EXCERPTED DATA: Begin

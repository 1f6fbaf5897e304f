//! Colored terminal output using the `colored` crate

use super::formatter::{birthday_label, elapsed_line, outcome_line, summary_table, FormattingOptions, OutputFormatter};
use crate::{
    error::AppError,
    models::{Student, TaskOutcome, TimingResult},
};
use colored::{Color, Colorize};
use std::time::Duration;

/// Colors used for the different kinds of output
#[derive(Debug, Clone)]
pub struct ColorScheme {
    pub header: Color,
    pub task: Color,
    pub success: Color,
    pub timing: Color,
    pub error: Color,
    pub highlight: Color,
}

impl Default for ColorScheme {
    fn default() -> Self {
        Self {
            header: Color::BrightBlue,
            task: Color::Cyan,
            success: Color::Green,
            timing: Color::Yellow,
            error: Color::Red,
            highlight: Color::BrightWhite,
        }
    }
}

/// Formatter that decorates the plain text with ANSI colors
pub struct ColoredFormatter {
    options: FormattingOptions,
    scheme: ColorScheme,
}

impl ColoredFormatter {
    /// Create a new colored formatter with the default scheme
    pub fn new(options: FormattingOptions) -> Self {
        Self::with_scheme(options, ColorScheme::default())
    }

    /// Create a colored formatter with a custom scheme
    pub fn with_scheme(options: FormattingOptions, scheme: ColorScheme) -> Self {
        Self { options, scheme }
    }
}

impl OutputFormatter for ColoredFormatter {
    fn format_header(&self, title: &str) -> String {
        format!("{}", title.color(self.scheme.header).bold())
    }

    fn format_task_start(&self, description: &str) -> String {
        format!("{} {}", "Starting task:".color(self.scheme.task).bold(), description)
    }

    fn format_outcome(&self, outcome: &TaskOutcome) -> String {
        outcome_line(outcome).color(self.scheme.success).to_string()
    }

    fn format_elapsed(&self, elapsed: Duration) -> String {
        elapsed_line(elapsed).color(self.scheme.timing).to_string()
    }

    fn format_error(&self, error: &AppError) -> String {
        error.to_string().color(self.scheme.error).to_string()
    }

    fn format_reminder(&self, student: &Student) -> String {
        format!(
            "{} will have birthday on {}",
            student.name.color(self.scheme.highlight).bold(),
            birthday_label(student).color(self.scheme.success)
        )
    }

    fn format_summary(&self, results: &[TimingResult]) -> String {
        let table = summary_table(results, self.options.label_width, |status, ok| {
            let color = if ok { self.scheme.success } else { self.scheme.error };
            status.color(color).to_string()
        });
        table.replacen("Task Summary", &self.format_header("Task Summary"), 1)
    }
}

EXCERPTED DATA: End

__TASK OBJECTIVE__: Which of the lines above hold the string "ColoredFormatter"? Copy each one.

__THE ANSWER__:
pub struct ColoredFormatter {
impl ColoredFormatter {
impl OutputFormatter for ColoredFormatter {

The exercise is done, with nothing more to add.